__AIM OF THE TASK__. Pull out every line in the data that has the string "persistence" in it.

::: THE INPUT

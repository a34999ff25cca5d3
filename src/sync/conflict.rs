//! Conflict resolution for bookmarks present on both replicas
//!
//! Metadata and tags are resolved independently, each with its own strategy.
//! Every resolver reports which side it picked so the tombstone can follow
//! the same decision.

use super::tombstone::reconcile_tombstone;
use super::types::{
    BookmarkMeta, BookmarkRecord, MergeStrategy, MetaStrategy, SyncOption, TagStrategy,
    Timestamp,
};
use super::validity::{effective_updated, logical_clock};

/// Which replica a resolver picked
#[derive(Debug, Clone, Copy, PartialEq, Eq)]
pub enum Side {
    Local,
    Remote,
}

impl Side {
    /// The more recently updated side; ties go to local
    pub fn newer(local_effective: Timestamp, remote_effective: Timestamp) -> Self {
        if local_effective >= remote_effective {
            Side::Local
        } else {
            Side::Remote
        }
    }

    pub fn other(self) -> Self {
        match self {
            Side::Local => Side::Remote,
            Side::Remote => Side::Local,
        }
    }

    pub fn pick<'a, T>(self, local: &'a T, remote: &'a T) -> &'a T {
        match self {
            Side::Local => local,
            Side::Remote => remote,
        }
    }
}

/// Merged metadata and the side it was based on
#[derive(Debug, Clone)]
pub struct ResolvedMeta {
    pub meta: BookmarkMeta,
    pub side: Side,
}

/// Merged tags and the side they came from (`None` for a union)
#[derive(Debug, Clone)]
pub struct ResolvedTags {
    pub tags: Vec<String>,
    pub side: Option<Side>,
}

/// Resolve metadata of two normalized records
pub fn resolve_meta(
    local: &BookmarkMeta,
    remote: &BookmarkMeta,
    strategy: &MergeStrategy,
    sync_option: &SyncOption,
) -> ResolvedMeta {
    let local_effective = effective_updated(local);
    let remote_effective = effective_updated(remote);
    let newer = Side::newer(local_effective, remote_effective);

    let (mut meta, side) = match strategy.meta {
        MetaStrategy::Local => (local.clone(), Side::Local),
        MetaStrategy::Remote => (remote.clone(), Side::Remote),
        MetaStrategy::Newer => (newer.pick(local, remote).clone(), newer),
        MetaStrategy::Merge => {
            let older = newer.other().pick(local, remote);
            (older.overlay(newer.pick(local, remote)), newer)
        }
    };

    let selected = side.pick(local, remote);

    meta.created = if strategy.prefer_oldest_created {
        local.created.min(remote.created)
    } else {
        selected.created
    };

    meta.updated = if strategy.prefer_newest_updated {
        local_effective.max(remote_effective)
    } else {
        selected.updated
    };

    meta.updated3 = Some(logical_clock(
        Some(local_effective),
        Some(remote_effective),
        sync_option,
    ));

    ResolvedMeta { meta, side }
}

/// Resolve tags of two normalized records
pub fn resolve_tags(
    local: &BookmarkRecord,
    remote: &BookmarkRecord,
    strategy: TagStrategy,
) -> ResolvedTags {
    match strategy {
        TagStrategy::Local => ResolvedTags {
            tags: local.tags.clone(),
            side: Some(Side::Local),
        },
        TagStrategy::Remote => ResolvedTags {
            tags: remote.tags.clone(),
            side: Some(Side::Remote),
        },
        TagStrategy::Newer => {
            let side = Side::newer(effective_updated(&local.meta), effective_updated(&remote.meta));
            ResolvedTags {
                tags: side.pick(local, remote).tags.clone(),
                side: Some(side),
            }
        }
        TagStrategy::Union => ResolvedTags {
            tags: union_tags(&local.tags, &remote.tags),
            side: None,
        },
    }
}

/// Local tags in order, then remote tags not seen yet, without duplicates
pub fn union_tags(local: &[String], remote: &[String]) -> Vec<String> {
    let mut merged: Vec<String> = Vec::with_capacity(local.len() + remote.len());
    for tag in local.iter().chain(remote) {
        if !merged.contains(tag) {
            merged.push(tag.clone());
        }
    }
    merged
}

/// Resolve a bookmark present on both replicas
///
/// Both records must already be normalized.
pub fn resolve_record(
    local: &BookmarkRecord,
    remote: &BookmarkRecord,
    strategy: &MergeStrategy,
    sync_option: &SyncOption,
) -> BookmarkRecord {
    let meta = resolve_meta(&local.meta, &remote.meta, strategy, sync_option);
    let tags = resolve_tags(local, remote, strategy.tags);
    let deleted_meta = reconcile_tombstone(&tags, meta.side, local, remote);

    BookmarkRecord {
        tags: tags.tags,
        meta: meta.meta,
        deleted_meta,
    }
}
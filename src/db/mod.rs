//! Database module for SQLite persistence
//!
//! Handles the local bookmark collection, remote sync targets and sync state.

mod bookmarks;
mod schema;

pub use bookmarks::*;
pub use schema::*;

use sqlx::sqlite::{SqliteConnectOptions, SqlitePool, SqlitePoolOptions};
use std::str::FromStr;

use crate::error::Result;

/// Create a new database connection pool
pub async fn create_pool(database_url: &str) -> Result<SqlitePool> {
    let options = SqliteConnectOptions::from_str(database_url)?
        .create_if_missing(true)
        .journal_mode(sqlx::sqlite::SqliteJournalMode::Wal)
        .synchronous(sqlx::sqlite::SqliteSynchronous::Normal);

    let pool = SqlitePoolOptions::new()
        .max_connections(5)
        .connect_with(options)
        .await?;

    // Run migrations
    initialize_schema(&pool).await?;

    Ok(pool)
}

/// In-memory database with the schema applied
///
/// Limited to a single connection, since every SQLite in-memory connection
/// opens its own database.
pub async fn create_memory_pool() -> Result<SqlitePool> {
    let pool = SqlitePoolOptions::new()
        .max_connections(1)
        .idle_timeout(None)
        .max_lifetime(None)
        .connect("sqlite::memory:")
        .await?;

    initialize_schema(&pool).await?;

    Ok(pool)
}
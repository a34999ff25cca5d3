//! Change detection relative to the last successful sync

use super::types::{BookmarkMeta, SyncOption, Timestamp};

/// Most recent of `updated`, `updated2` and `updated3`
pub fn effective_updated(meta: &BookmarkMeta) -> Timestamp {
    let updated = meta.updated;
    updated
        .max(meta.updated2.unwrap_or(updated))
        .max(meta.updated3.unwrap_or(Timestamp::MIN))
}

/// Whether a (normalized) record changed after the last sync
pub fn is_changed_since_sync(meta: &BookmarkMeta, sync_option: &SyncOption) -> bool {
    effective_updated(meta) > sync_option.last_sync_time
}

/// Logical clock for a merged record
///
/// A key seen on one side only is stamped with the sync time; a key merged
/// from both sides gets a value newer than anything either side has seen.
pub fn logical_clock(
    local_effective: Option<Timestamp>,
    remote_effective: Option<Timestamp>,
    sync_option: &SyncOption,
) -> Timestamp {
    match (local_effective, remote_effective) {
        (Some(local), Some(remote)) => local.max(remote).saturating_add(1),
        _ => sync_option.current_sync_time,
    }
}
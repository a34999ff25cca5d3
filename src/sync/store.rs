//! Sync state persistence
//!
//! SQLite storage for remote collections and per-target sync bookkeeping.

use async_trait::async_trait;
use chrono::Utc;
use sqlx::SqlitePool;

use super::error::{Result, SyncError};
use super::traits::SyncTransport;
use super::types::{BookmarksData, RemoteMeta, RemoteSnapshot, SyncReport, SyncStatus, Timestamp};

/// Repository for per-target sync state
pub struct SyncRepository<'a> {
    pool: &'a SqlitePool,
}

impl<'a> SyncRepository<'a> {
    pub fn new(pool: &'a SqlitePool) -> Self {
        Self { pool }
    }

    /// Time of the last successful sync with `target`
    pub async fn last_sync_time(&self, target: &str) -> Result<Option<Timestamp>> {
        let row: Option<(i64,)> = sqlx::query_as("SELECT last_sync FROM sync_state WHERE target = ?")
            .bind(target)
            .fetch_optional(self.pool)
            .await?;

        Ok(row.map(|(t,)| t))
    }

    /// Record a finished sync cycle
    pub async fn record_sync(&self, report: &SyncReport) -> Result<()> {
        let report_json = serde_json::to_string(report)?;

        sqlx::query(
            r#"
            INSERT INTO sync_state (target, last_sync, last_report)
            VALUES (?, ?, ?)
            ON CONFLICT(target) DO UPDATE SET
                last_sync = excluded.last_sync,
                last_report = excluded.last_report
            "#,
        )
        .bind(&report.target)
        .bind(report.sync_time)
        .bind(&report_json)
        .execute(self.pool)
        .await?;

        Ok(())
    }

    /// Get sync status for a target
    pub async fn get_status(&self, target: &str) -> Result<SyncStatus> {
        let row: Option<SyncStateRow> = sqlx::query_as(
            r#"
            SELECT last_sync, last_report
            FROM sync_state
            WHERE target = ?
            "#,
        )
        .bind(target)
        .fetch_optional(self.pool)
        .await?;

        Ok(match row {
            Some(r) => SyncStatus {
                target: target.to_string(),
                last_sync: Some(r.last_sync),
                last_report: r
                    .last_report
                    .as_deref()
                    .map(serde_json::from_str)
                    .transpose()?,
                in_progress: false,
            },
            None => SyncStatus {
                target: target.to_string(),
                ..Default::default()
            },
        })
    }

    /// Forget the sync history of a target, so the next sync starts fresh
    pub async fn reset(&self, target: &str) -> Result<bool> {
        let result = sqlx::query("DELETE FROM sync_state WHERE target = ?")
            .bind(target)
            .execute(self.pool)
            .await?;

        Ok(result.rows_affected() > 0)
    }
}

#[derive(sqlx::FromRow)]
struct SyncStateRow {
    last_sync: i64,
    last_report: Option<String>,
}

/// A remote collection stored in this server's database
///
/// Uploads use optimistic concurrency: the caller passes the meta it
/// downloaded and the upload is rejected if the stored version moved on.
pub struct RemoteCollectionRepository<'a> {
    pool: &'a SqlitePool,
    target: String,
}

impl<'a> RemoteCollectionRepository<'a> {
    pub fn new(pool: &'a SqlitePool, target: &str) -> Self {
        Self {
            pool,
            target: target.to_string(),
        }
    }

    pub fn target(&self) -> &str {
        &self.target
    }

    async fn current_meta<'e, E>(&self, executor: E) -> Result<Option<RemoteMeta>>
    where
        E: sqlx::Executor<'e, Database = sqlx::Sqlite>,
    {
        let row: Option<(i64, i64)> = sqlx::query_as(
            "SELECT version, updated_at FROM remote_collections WHERE target = ?",
        )
        .bind(&self.target)
        .fetch_optional(executor)
        .await?;

        Ok(row.map(|(version, updated_at)| RemoteMeta {
            version: version as u64,
            updated_at,
        }))
    }
}

#[async_trait]
impl<'a> SyncTransport for RemoteCollectionRepository<'a> {
    async fn download(&self) -> std::result::Result<RemoteSnapshot, SyncError> {
        let row: Option<RemoteCollectionRow> = sqlx::query_as(
            r#"
            SELECT data_json, version, updated_at
            FROM remote_collections
            WHERE target = ?
            "#,
        )
        .bind(&self.target)
        .fetch_optional(self.pool)
        .await?;

        match row {
            Some(r) => Ok(RemoteSnapshot {
                data: serde_json::from_str(&r.data_json)?,
                meta: Some(RemoteMeta {
                    version: r.version as u64,
                    updated_at: r.updated_at,
                }),
            }),
            None => Ok(RemoteSnapshot::default()),
        }
    }

    async fn upload(
        &self,
        data: &BookmarksData,
        expected: Option<&RemoteMeta>,
    ) -> std::result::Result<RemoteMeta, SyncError> {
        let data_json = serde_json::to_string(data)?;

        let mut tx = self.pool.begin().await?;
        let actual = self.current_meta(&mut *tx).await?;
        if actual.as_ref() != expected {
            tracing::warn!(
                remote = %self.target,
                ?expected,
                ?actual,
                "Rejected upload of stale remote collection"
            );
            return Err(SyncError::RemoteConflict {
                expected: expected.copied(),
                actual,
            });
        }

        let meta = RemoteMeta {
            version: actual.map(|m| m.version + 1).unwrap_or(1),
            updated_at: Utc::now().timestamp_millis(),
        };

        sqlx::query(
            r#"
            INSERT INTO remote_collections (target, data_json, version, updated_at)
            VALUES (?, ?, ?, ?)
            ON CONFLICT(target) DO UPDATE SET
                data_json = excluded.data_json,
                version = excluded.version,
                updated_at = excluded.updated_at
            "#,
        )
        .bind(&self.target)
        .bind(&data_json)
        .bind(meta.version as i64)
        .bind(meta.updated_at)
        .execute(&mut *tx)
        .await?;
        tx.commit().await?;

        tracing::debug!(
            remote = %self.target,
            version = meta.version,
            bookmarks = data.len(),
            "Stored remote collection"
        );

        Ok(meta)
    }
}

#[derive(sqlx::FromRow)]
struct RemoteCollectionRow {
    data_json: String,
    version: i64,
    updated_at: i64,
}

::::::

__OUTPUT OF THE EXERCISE__.
//! Database module for SQLite persistence
//! Sync state persistence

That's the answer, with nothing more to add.